The Namibian Government has decided to implement the infrastructure to meet the water demand of the customers (Local Authorities and Uranium Mines) in the Central Coastal Area (SS1) as a first phase.
The project to supply desalinated seawater to the Central Coastal Area will consist of a new modularised desalination plant adjacent to existing Orano Desalination Plant, complete with seawater intake and brine discharge system, pre-treatment, desalination by reverse osmosis and post-treatment, a pump station, and a new 900 mm diameter, 4.5 km long pipeline which will be connected to the existing above ground Wlotzkasbaken- Swakopmund pipeline. Furthermore, additional clear water storage will be established at the new plant at Swakopmund. It is envisaged that the desalination plant will be built in 3 stages with a production capacity of 20 million cubic metres per annum as the first stage, increasing to 36.2 million cubic metres per annum for the third and final stage. The supply of renewable energy by a photovoltaic system for desalination and water conveyance purposes is envisaged to be pursued during later stages.
Estimated Investment required: USD 231m (capital cost including pump station, pipeline, storage reservoirs and renewable power plant
Project Readiness: Feasibility study completed. The feasibility was submitted to the Public Private Partnership (PPP) Unit in the Ministry of Finance for assessment.
Procurement/Implementation consideration: The Namibian government is exploring different alternatives to implement the project which include a PPP arrangement and Joint Venture partnership with local mines and investors. The desalination plant is to be procured via an EPC/DBOT contract with the developer jointly operating the plant with Namwater for a few years after construction with subsequent transfer to Namwater.
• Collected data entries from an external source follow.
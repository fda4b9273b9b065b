//! Dashboard entry point.
//!
//! Reads commands from stdin (`help` lists them) and redraws the screen on
//! stdout after every change.  Logs go to stderr as JSON.
//!
//! # Environment variables
//! | Var                             | Default                    |
//! |---------------------------------|----------------------------|
//! | `STREAMSTATS_BASE_URL`          | `https://api.pulstream.so` |
//! | `STREAMSTATS_DEFAULT_PAGE_SIZE` | `20`                       |
//! | `DASHBOARD_PROXY_URL`           | `http://localhost:3000`    |
//!
//! See `streamstats::config` for the remaining `STREAMSTATS_*` settings.

use std::io::Write;
use std::sync::Arc;

use anyhow::Result;
use chrono::Utc;
use clap::{Parser, ValueEnum};
use streamstats::{HttpStreamSource, StatsConfig, StreamSource};
use tokio::io::{AsyncBufReadExt, BufReader};
use tokio::sync::mpsc;
use tracing::info;

use dashboard::{render_dashboard, Session, StreamFilters, ViewController};

#[derive(Clone, Copy, Debug, ValueEnum)]
enum SourceKind {
    /// Talk to the stats API directly
    Upstream,
    /// Go through a running stats-proxy
    Proxy,
}

#[derive(Parser)]
#[command(name = "dashboard")]
#[command(about = "Live stream statistics in the terminal", long_about = None)]
struct Args {
    #[arg(long, value_enum, default_value_t = SourceKind::Upstream)]
    source: SourceKind,

    /// Base URL of the stats-proxy when `--source proxy`
    #[arg(long, env = "DASHBOARD_PROXY_URL", default_value = "http://localhost:3000")]
    proxy_url: String,

    /// Shared view, e.g. `sortBy=created_at&sortOrder=ASC&limit=50&offset=100`
    #[arg(long)]
    query: Option<String>,

    /// Start with auto refresh on
    #[arg(long)]
    poll: bool,
}

#[tokio::main]
async fn main() -> Result<()> {
    dotenvy::dotenv().ok();
    let args = Args::parse();

    tracing_subscriber::fmt()
        .with_env_filter(
            tracing_subscriber::EnvFilter::from_default_env()
                .add_directive("dashboard=info".parse()?)
                .add_directive("streamstats=warn".parse()?),
        )
        .with_writer(std::io::stderr)
        .json()
        .init();

    let config = StatsConfig::from_env()?;
    let source: Arc<dyn StreamSource> = match args.source {
        SourceKind::Upstream => Arc::new(HttpStreamSource::upstream(&config)?),
        SourceKind::Proxy => Arc::new(HttpStreamSource::proxy(&args.proxy_url, &config)?),
    };

    let filters = match &args.query {
        Some(q) => StreamFilters::from_query_string(q, config.default_page_size),
        None => StreamFilters::new(config.default_page_size),
    };
    let mut controller = ViewController::with_filters(filters, config);
    controller.set_polling(args.poll);
    info!(source = ?args.source, polling = args.poll, "dashboard starting");

    let (line_tx, line_rx) = mpsc::channel(16);
    tokio::spawn(async move {
        let mut lines = BufReader::new(tokio::io::stdin()).lines();
        while let Ok(Some(line)) = lines.next_line().await {
            if line_tx.send(line).await.is_err() {
                break;
            }
        }
    });

    let mut session = Session::new(controller, source);
    session
        .run(line_rx, |s| {
            let screen = render_dashboard(s.controller(), s.notice(), Utc::now());
            let mut stdout = std::io::stdout().lock();
            // clear screen, cursor home
            let _ = write!(stdout, "\x1b[2J\x1b[H{screen}\n> ");
            let _ = stdout.flush();
        })
        .await;

    Ok(())
}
Namibia has a wealth of renewable energy resources. It boasts the world's second highest solar irradiation regime, high wind power, large supply of invasive plant species bioenergy, hydropower potential, as well a green hydrogen. The following opportunities have been identified for investment in the area of renewable energy:
Namibia’s world-class solar and wind resources give it a long-term competitive advantage in producing green hydrogen and green ammonia. Two sites have been identified towards this: the Southern Corridor Development Initiative (Karas Region) and the Erongo Green Energy Hub (EGEH). Green Hydrogen namibia
Opportunities are available for investment in developing hydrogen infrastructure.
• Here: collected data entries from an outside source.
//! Terminal dashboard for livestream statistics.
//!
//! | Module       | Role                                                   |
//! |--------------|--------------------------------------------------------|
//! | `view`       | filters, pagination maths, query-string mirroring      |
//! | `controller` | page cache, in-flight tracking, KPI sweep bookkeeping  |
//! | `poller`     | single cancellable task for countdown and refetch      |
//! | `session`    | event loop running fetches off the input path          |
//! | `command`    | line commands typed by the user                        |
//! | `render`     | comfy-table screen output                              |

pub mod command;
pub mod controller;
pub mod poller;
pub mod render;
pub mod session;
pub mod view;

pub use command::{Command, CommandError};
pub use controller::{LoadState, ViewController};
pub use poller::{PollEvent, PollKind, Poller};
pub use render::render_dashboard;
pub use session::{Flow, Session};
pub use view::{FilterPatch, Pagination, StreamFilters};
//! Request/response models for the proxy's public REST API.

use serde::Serialize;
use streamstats::{QueryError, QueryParams, SortKey, SortOrder};
use streamstats::model::{MAX_LIMIT, MIN_LIMIT};

// ------------------------------------------------------------------ //
//  Inbound (client → proxy)                                           //
// ------------------------------------------------------------------ //

/// Query string of `GET /api/streams`, kept as raw text until validated.
///
/// When a key repeats, the first occurrence wins.  Empty values count as
/// absent.
#[derive(Debug, Clone, Default, PartialEq, Eq)]
pub struct RawStreamQuery {
    pub limit: Option<String>,
    pub offset: Option<String>,
    pub sort_by: Option<String>,
    pub sort_order: Option<String>,
}

impl RawStreamQuery {
    pub fn from_pairs(pairs: Vec<(String, String)>) -> Self {
        let mut raw = Self::default();
        for (key, value) in pairs {
            if value.is_empty() {
                continue;
            }
            let slot = match key.as_str() {
                "limit" => &mut raw.limit,
                "offset" => &mut raw.offset,
                "sort_by" => &mut raw.sort_by,
                "sort_order" => &mut raw.sort_order,
                _ => continue,
            };
            slot.get_or_insert(value);
        }
        raw
    }

    /// Check bounds and enums.  Absent fields stay `None` so the fetch layer
    /// applies its defaults.
    pub fn validate(&self) -> Result<QueryParams, QueryError> {
        let limit = match &self.limit {
            Some(s) => {
                let n: i64 = s.trim().parse().map_err(|_| QueryError::InvalidLimit)?;
                if n < i64::from(MIN_LIMIT) || n > i64::from(MAX_LIMIT) {
                    return Err(QueryError::InvalidLimit);
                }
                Some(n as u32)
            }
            None => None,
        };

        let offset = match &self.offset {
            Some(s) => {
                let n: i64 = s.trim().parse().map_err(|_| QueryError::MalformedOffset)?;
                if n < 0 {
                    return Err(QueryError::InvalidOffset);
                }
                Some(u32::try_from(n).map_err(|_| QueryError::MalformedOffset)?)
            }
            None => None,
        };

        let sort_by = self
            .sort_by
            .as_deref()
            .map(str::parse::<SortKey>)
            .transpose()?;
        let sort_order = self
            .sort_order
            .as_deref()
            .map(str::parse::<SortOrder>)
            .transpose()?;

        Ok(QueryParams {
            limit,
            offset,
            sort_by,
            sort_order,
        })
    }
}

// ------------------------------------------------------------------ //
//  Outbound (proxy → client)                                          //
// ------------------------------------------------------------------ //

/// 400 body.
#[derive(Debug, Serialize)]
pub struct ErrorBody {
    pub error: String,
}

/// 500 body.
#[derive(Debug, Serialize)]
pub struct UpstreamErrorBody {
    pub error: String,
    pub message: String,
}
Schonau Solar Energy (SSE) is a 125 MWp solar PV plant being developed by Emesco near the town of Karasburg in the Kharas Region of southern Namibia.
The project, valued at USD 107m, will generate and export the electricity with the purpose of selling energy into the Southern African Power Pool (SAPP) Competitive Markets.
Progress to Date
Southern African Power Pool membership - In progress (letter of support received - subject to generation licence approval)
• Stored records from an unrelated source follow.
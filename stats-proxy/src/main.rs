//! Stats proxy entry point.
//!
//! # Environment variables
//! | Var                    | Default                    |
//! |------------------------|----------------------------|
//! | `STATS_PROXY_ADDR`     | `0.0.0.0:3000`             |
//! | `STREAMSTATS_BASE_URL` | `https://api.pulstream.so` |
//!
//! See `streamstats::config` for the remaining `STREAMSTATS_*` settings.

use std::sync::Arc;

use anyhow::Result;
use streamstats::{HttpStreamSource, StatsConfig};
use tracing::info;

use stats_proxy::{router, AppState};

#[tokio::main]
async fn main() -> Result<()> {
    dotenvy::dotenv().ok();

    tracing_subscriber::fmt()
        .with_env_filter(
            tracing_subscriber::EnvFilter::from_default_env()
                .add_directive("stats_proxy=info".parse()?)
                .add_directive("streamstats=info".parse()?),
        )
        .json()
        .init();

    let config = StatsConfig::from_env()?;
    let upstream = HttpStreamSource::upstream(&config)?;
    info!(upstream = upstream.endpoint(), "forwarding to upstream stats API");

    let state = Arc::new(AppState {
        source: Arc::new(upstream),
        config,
    });

    let bind_addr =
        std::env::var("STATS_PROXY_ADDR").unwrap_or_else(|_| "0.0.0.0:3000".to_string());

    let listener = tokio::net::TcpListener::bind(&bind_addr).await?;
    info!(addr = bind_addr, "stats-proxy listening");

    axum::serve(listener, router(state)).await?;

    Ok(())
}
The African Development Bank recognised Namibia’s Electricity Control Board (ECB) as one of the top five regulators in Africa through the Electricity Regulatory Index for Africa 2021. The Electricity Regulatory Index covers issues relating to the development of effective and investor-friendly regulatory frameworks.
The SSE project is based on the implementation of effective and investor-friendly regulations by the ECB. The MSB framework allows SSE to participate as a Market Participant on the Southern African Power Pool’s (SAPP) competitive markets through the export of electricity from Namibia. Considering recent generation challenges faced by large utilities in SADC, the SSE project will position itself to capture market-share lost by failing utilities, through reliable and predictable solar generation.
Emesco has completed its market investigation and concluded that participation on SAPP’s USD-based day-ahead markets offers stable cash flows and above-market returns for the 30-year project life, satisfying both debt and equity participants.
Accompanied by an excellent renewable resource, favourable regulations, access to well- maintained infrastructure, and a stable political environment, SSE offers investors the opportunity to participate in one of Africa’s most innovative low-risk renewable energy projects. In addition, under Emesco’s leadership and with the assistance of key Namibian stakeholders, the first project under the modified single buyer (MSB) framework (Rosh Pinah Solar Park) reached financial close within 10 months from the signature date of the power purchase agreement, during the peak of the Covid-19 pandemic in Namibia. This is a tremendous achievement for the company and serves as evidence that Emesco is qualified to deliver a well-developed project to investors.
Emesco is seeking financial institutions to participate in a blended finance structure as debt participants in partnership with the Development Bank of Namibia (DBN). Through the assistance and support of DBN SSE will benefit from access to a measure of concessional finance.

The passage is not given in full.